Zain Hussain1,2, Zakariya Sheikh1, Ahsen Tahir3, Kia Dashtipour4, Mandar Gogate4, Aziz Sheikh5, Amir Hussain4. 1. Edinburgh Medical School, College of Medicine and Veterinary Medicine, University of Edinburgh, Edinburgh, United Kingdom. 2. School of Medicine, University of Dundee, Dundee, United Kingdom. 3. Department of Electrical Engineering, University of Engineering and Technology, Lahore, Pakistan. 4. School of Computing, Edinburgh Napier University, Edinburgh, United Kingdom. 5. Usher Institute, College of Medicine and Veterinary Medicine, University of Edinburgh, Edinburgh, United Kingdom.
Keywords:
COVID-19; Facebook; Twitter; artificial intelligence; deep learning; health informatics; infodemiology; natural language processing; public health; sentiment analysis; social media; vaccination
A number of vaccines for SARS-CoV-2 infection have been developed, found to be effective, and are now being rolled out at unprecedented speed and scale across the world. A major component of vaccine deployment strategies should be the use of robust surveillance systems to monitor for adverse effects following immunization (AEFIs) [1]. This is particularly important given the persisting concerns around vaccine hesitancy and that new vaccine technologies are being employed for the first time [2].Postlicensure monitoring of AEFIs primarily consists of passive surveillance, whereby reports of AEFIs are collected and statistically analyzed by regulators (eg, Vaccine Adverse Event Reporting System in the United States and Yellow Card in the United Kingdom), and also in epidemiological studies [3]. However, there has recently been growing interest in exploring the use of social media data to supplement traditional pharmacovigilance methods [4]. These techniques could be particularly beneficial in low- and middle-income countries given their underdeveloped vaccine safety surveillance systems [5,6].Recent studies have highlighted the potential of artificial intelligence–enabled social media analysis to complement conventional assessment methods, such as public surveys, and inform governments and institutions on public attitudes [7-9]. Social media analysis has yet to be used to explore commonly reported AEFIs with a vaccine against SARS-CoV-2 infection, which could help to identify potential safety signals not being identified elsewhere (eg, rarely reported side effects). Sentiment analysis can be useful to gauge public opinion around topics of interest, and peaks and valleys on sentiment trend graphs could inform deliberations on sensitivity analyses conducted prior to studies.In this study, we aimed to assess the frequency and nature of COVID-19 AEFI-related mentions on social media and analyze public sentiment toward vaccines in the United Kingdom.
Methods
Data Sources
We used data from two of the most popular and representative social media platforms, namely, Facebook and Twitter. Facebook posts were obtained from CrowdTangle, and tweets were obtained from the COVID-19 Twitter Dataset (using a publicly available Twitter Application Processing Interface) [10,11]. We extracted English-language Facebook posts and tweets, posted in the United Kingdom from December 8, 2020 (the start of the United Kingdom’s COVID-19 vaccination campaign), to April 30, 2021, and thematically filtered these using a 2-step approach.
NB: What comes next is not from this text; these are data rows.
pub mod aggregator;
pub mod catalog;
pub mod config;
pub mod testing;
pub mod transport;

pub use aggregator::{sanitize_source_id, AggregateError, Aggregator};
pub use catalog::{
    decode_episodes, decode_play_tracks, decode_record, CatalogError, Episode, MergedCatalog,
    SourceCatalog, VideoRecord,
};
pub use config::{
    load_config, load_config_from_str, load_sites, load_sites_from_str, validate_config, Config,
    ConfigError, FetcherConfig, PathsConfig, SanitizedConfig, ServerConfig, Site, SiteList,
    SitesError,
};
pub use transport::{FetchError, FetchResponse, HttpTransport, Transport};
The initial filter used predefined COVID-19–related keywords, and the resulting data set was used to assess COVID-19 AEFI-related mentions. The second filter used vaccine-related keywords, and this subset of data was used to analyze public sentiment toward vaccines and their manufacturers. A geographical filter for the United Kingdom was also applied across the data set (see Multimedia Appendix 1 for a detailed search strategy) [7].
Vaccine AEFI Search Strategy
Our vaccine adverse effect search strategy was informed by AEFI reports received by the Yellow Card scheme and the Vaccine Adverse Event Reporting System, the national passive surveillance pharmacovigilance systems of the United Kingdom and the United States, respectively (see Multimedia Appendix 1 for a detailed search strategy). The frequency of grouped AEFI mentions was calculated and plotted. The output combined results from the Facebook and Twitter data sets (which had the “initial” filter applied) and represented them using horizontal stacked bar charts. The distribution of user posts was also obtained using descriptive statistics and density distribution plots.
Hybrid Ensemble Model
We also adapted and utilized our recently developed hybrid ensemble model (Figure 1), which combines state-of-the-art lexicon rule–based and deep learning–based approaches, to analyze sentiment trends relating to the main vaccines and their manufacturers since their rollout in the United Kingdom. Sentiment trend graphs were plotted, and average sentiment was calculated.
Figure 1
Hybrid ensemble sentiment analysis framework. BERT: Bidirectional Encoder Representations from Transformers; VADER: Valence Aware Dictionary for Sentiment Reasoning.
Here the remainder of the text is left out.